### [What is being asked]
Will you write out all the entries below exactly?

(Stored data)

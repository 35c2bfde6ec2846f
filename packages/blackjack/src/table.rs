use serde::{Deserialize, Serialize};

use crate::error::GameError;
use crate::hand::Hand;
use crate::round::TurnState;

/// Chip balance. Signed: player balances never go below zero (bets are
/// capped at placement) but the dealer's bankroll may run into debt when
/// several players win at once, as the house plays on credit.
pub type Chips = i64;

/// Capabilities shared by the dealer and the players.
pub trait Participant {
    fn name(&self) -> &str;
    fn hand(&self) -> &Hand;

    /// Display string for prompts and the table log:
    /// just the name before any card is dealt, then
    /// `name [cards] - total` with a flag when the total hits 21.
    fn display_name(&self) -> String {
        if self.hand().is_empty() {
            return self.name().to_string();
        }
        let total = self.hand().value();
        let flag = if total == 21 { " BLACKJACK !!!" } else { "" };
        format!("{} [{}] - {}{}", self.name(), self.hand(), total, flag)
    }
}

#[derive(Debug, Clone, Serialize, Deserialize, PartialEq, Eq)]
pub struct Dealer {
    pub chips: Chips,
    pub hand: Hand,
    pub lost: bool,
}

impl Dealer {
    pub fn new(chips: Chips) -> Self {
        Self {
            chips,
            hand: Hand::new(),
            lost: false,
        }
    }

    pub fn bet_won(&mut self, amount: Chips) {
        self.chips += amount;
    }

    pub fn bet_lost(&mut self, amount: Chips) {
        self.chips -= amount;
    }

    pub fn reset_for_new_round(&mut self) {
        self.hand.clear();
        self.lost = false;
    }
}

impl Participant for Dealer {
    fn name(&self) -> &str {
        "dealer"
    }

    fn hand(&self) -> &Hand {
        &self.hand
    }
}

#[derive(Debug, Clone, Serialize, Deserialize, PartialEq, Eq)]
pub struct Player {
    pub name: String,
    pub surname: String,
    pub age: u8,
    pub nationality: String,
    pub chips: Chips,
    pub bet: Chips,
    pub hand: Hand,
    pub turn: TurnState,
    pub lost: bool,
}

impl Player {
    pub fn new(
        name: impl Into<String>,
        surname: impl Into<String>,
        age: u8,
        nationality: impl Into<String>,
        chips: Chips,
    ) -> Self {
        Self {
            name: name.into(),
            surname: surname.into(),
            age,
            nationality: nationality.into(),
            chips,
            bet: 0,
            hand: Hand::new(),
            turn: TurnState::AwaitingAction,
            lost: false,
        }
    }

    /// Take the bet out of the player's chips. Rejected when negative or
    /// larger than the chips the player has left.
    pub fn place_bet(&mut self, amount: Chips) -> Result<(), GameError> {
        if amount < 0 {
            return Err(GameError::NegativeBet(amount));
        }
        if amount > self.chips {
            return Err(GameError::BetTooLarge {
                bet: amount,
                chips: self.chips,
            });
        }
        self.chips -= amount;
        self.bet = amount;
        Ok(())
    }

    /// 1:1 payout: the bet comes back together with the matched amount.
    pub fn bet_won(&mut self) {
        self.chips += 2 * self.bet;
    }

    /// Push: only the wagered amount comes back.
    pub fn bet_returned(&mut self) {
        self.chips += self.bet;
    }

    pub fn is_broke(&self) -> bool {
        self.chips == 0
    }

    pub fn reset_for_new_round(&mut self) {
        self.hand.clear();
        self.bet = 0;
        self.turn = TurnState::AwaitingAction;
        self.lost = false;
    }
}

impl Participant for Player {
    fn name(&self) -> &str {
        &self.name
    }

    fn hand(&self) -> &Hand {
        &self.hand
    }
}

/// The active players at the table plus the ones that already went broke
/// (kept for the end-of-round report only).
#[derive(Debug, Clone, Default, Serialize, Deserialize, PartialEq, Eq)]
pub struct Roster {
    pub players: Vec<Player>,
    pub broke: Vec<Player>,
}

impl Roster {
    pub fn new(players: Vec<Player>) -> Self {
        Self {
            players,
            broke: Vec::new(),
        }
    }

    pub fn active_count(&self) -> usize {
        self.players.len()
    }

    pub fn all_players_lost(&self) -> bool {
        self.players.iter().all(|p| p.lost)
    }

    /// Move players with no chips left out of the game. Two phases:
    /// indices are collected first, then removed back to front, so the
    /// roster is never mutated while it is being scanned.
    pub fn sweep_broke(&mut self) -> Vec<String> {
        let broke_seats: Vec<usize> = self
            .players
            .iter()
            .enumerate()
            .filter(|(_, p)| p.is_broke())
            .map(|(seat, _)| seat)
            .collect();

        let mut names = Vec::with_capacity(broke_seats.len());
        for seat in broke_seats.into_iter().rev() {
            let player = self.players.remove(seat);
            names.push(player.name.clone());
            self.broke.push(player);
        }
        names.reverse();
        names
    }

    pub fn reset_for_new_round(&mut self) {
        for player in &mut self.players {
            player.reset_for_new_round();
        }
    }
}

(End Stored data)

### [Task result]
repository 35c2bfde6ec2846f
filename packages/blackjack/src/table.rs
use serde::{Deserialize, Serialize};

use crate::error::GameError;
use crate::hand::Hand;
use crate::round::TurnState;

/// Chip balance. Signed: player balances never go below zero (bets are
/// capped at placement) but the dealer's bankroll may run into debt when
/// several players win at once, as the house plays on credit.
pub type Chips = i64;

/// Capabilities shared by the dealer and the players.
pub trait Participant {
    fn name(&self) -> &str;
    fn hand(&self) -> &Hand;

    /// Display string for prompts and the table log:
    /// just the name before any card is dealt, then
    /// `name [cards] - total` with a flag when the total hits 21.
    fn display_name(&self) -> String {
        if self.hand().is_empty() {
            return self.name().to_string();
        }
        let total = self.hand().value();
        let flag = if total == 21 { " BLACKJACK !!!" } else { "" };
        format!("{} [{}] - {}{}", self.name(), self.hand(), total, flag)
    }
}

#[derive(Debug, Clone, Serialize, Deserialize, PartialEq, Eq)]
pub struct Dealer {
    pub chips: Chips,
    pub hand: Hand,
    pub lost: bool,
}

impl Dealer {
    pub fn new(chips: Chips) -> Self {
        Self {
            chips,
            hand: Hand::new(),
            lost: false,
        }
    }

    pub fn bet_won(&mut self, amount: Chips) {
        self.chips += amount;
    }

    pub fn bet_lost(&mut self, amount: Chips) {
        self.chips -= amount;
    }

    pub fn reset_for_new_round(&mut self) {
        self.hand.clear();
        self.lost = false;
    }
}

impl Participant for Dealer {
    fn name(&self) -> &str {
        "dealer"
    }

    fn hand(&self) -> &Hand {
        &self.hand
    }
}

#[derive(Debug, Clone, Serialize, Deserialize, PartialEq, Eq)]
pub struct Player {
    pub name: String,
    pub surname: String,
    pub age: u8,
    pub nationality: String,
    pub chips: Chips,
    pub bet: Chips,
    pub hand: Hand,
    pub turn: TurnState,
    pub lost: bool,
}

impl Player {
    pub fn new(
        name: impl Into<String>,
        surname: impl Into<String>,
        age: u8,
        nationality: impl Into<String>,
        chips: Chips,
    ) -> Self {
        Self {
            name: name.into(),
            surname: surname.into(),
            age,
            nationality: nationality.into(),
            chips,
            bet: 0,
            hand: Hand::new(),
            turn: TurnState::AwaitingAction,
            lost: false,
        }
    }

    /// Take the bet out of the player's chips. Rejected when negative or
    /// larger than the chips the player has left.
    pub fn place_bet(&mut self, amount: Chips) -> Result<(), GameError> {
        if amount < 0 {
            return Err(GameError::NegativeBet(amount));
        }
        if amount > self.chips {
            return Err(GameError::BetTooLarge {
                bet: amount,
                chips: self.chips,
            });
        }
        self.chips -= amount;
        self.bet = amount;
        Ok(())
    }

    /// 1:1 payout: the bet comes back together with the matched amount.
    pub fn bet_won(&mut self) {
        self.chips += 2 * self.bet;
    }

    /// Push: only the wagered amount comes back.
    pub fn bet_returned(&mut self) {
        self.chips += self.bet;
    }

    pub fn is_broke(&self) -> bool {
        self.chips == 0
    }

    pub fn reset_for_new_round(&mut self) {
        self.hand.clear();
        self.bet = 0;
        self.turn = TurnState::AwaitingAction;
        self.lost = false;
    }
}

impl Participant for Player {
    fn name(&self) -> &str {
        &self.name
    }

    fn hand(&self) -> &Hand {
        &self.hand
    }
}

/// The active players at the table plus the ones that already went broke
/// (kept for the end-of-round report only).
#[derive(Debug, Clone, Default, Serialize, Deserialize, PartialEq, Eq)]
pub struct Roster {
    pub players: Vec<Player>,
    pub broke: Vec<Player>,
}

impl Roster {
    pub fn new(players: Vec<Player>) -> Self {
        Self {
            players,
            broke: Vec::new(),
        }
    }

    pub fn active_count(&self) -> usize {
        self.players.len()
    }

    pub fn all_players_lost(&self) -> bool {
        self.players.iter().all(|p| p.lost)
    }

    /// Move players with no chips left out of the game. Two phases:
    /// indices are collected first, then removed back to front, so the
    /// roster is never mutated while it is being scanned.
    pub fn sweep_broke(&mut self) -> Vec<String> {
        let broke_seats: Vec<usize> = self
            .players
            .iter()
            .enumerate()
            .filter(|(_, p)| p.is_broke())
            .map(|(seat, _)| seat)
            .collect();

        let mut names = Vec::with_capacity(broke_seats.len());
        for seat in broke_seats.into_iter().rev() {
            let player = self.players.remove(seat);
            names.push(player.name.clone());
            self.broke.push(player);
        }
        names.reverse();
        names
    }

    pub fn reset_for_new_round(&mut self) {
        for player in &mut self.players {
            player.reset_for_new_round();
        }
    }
}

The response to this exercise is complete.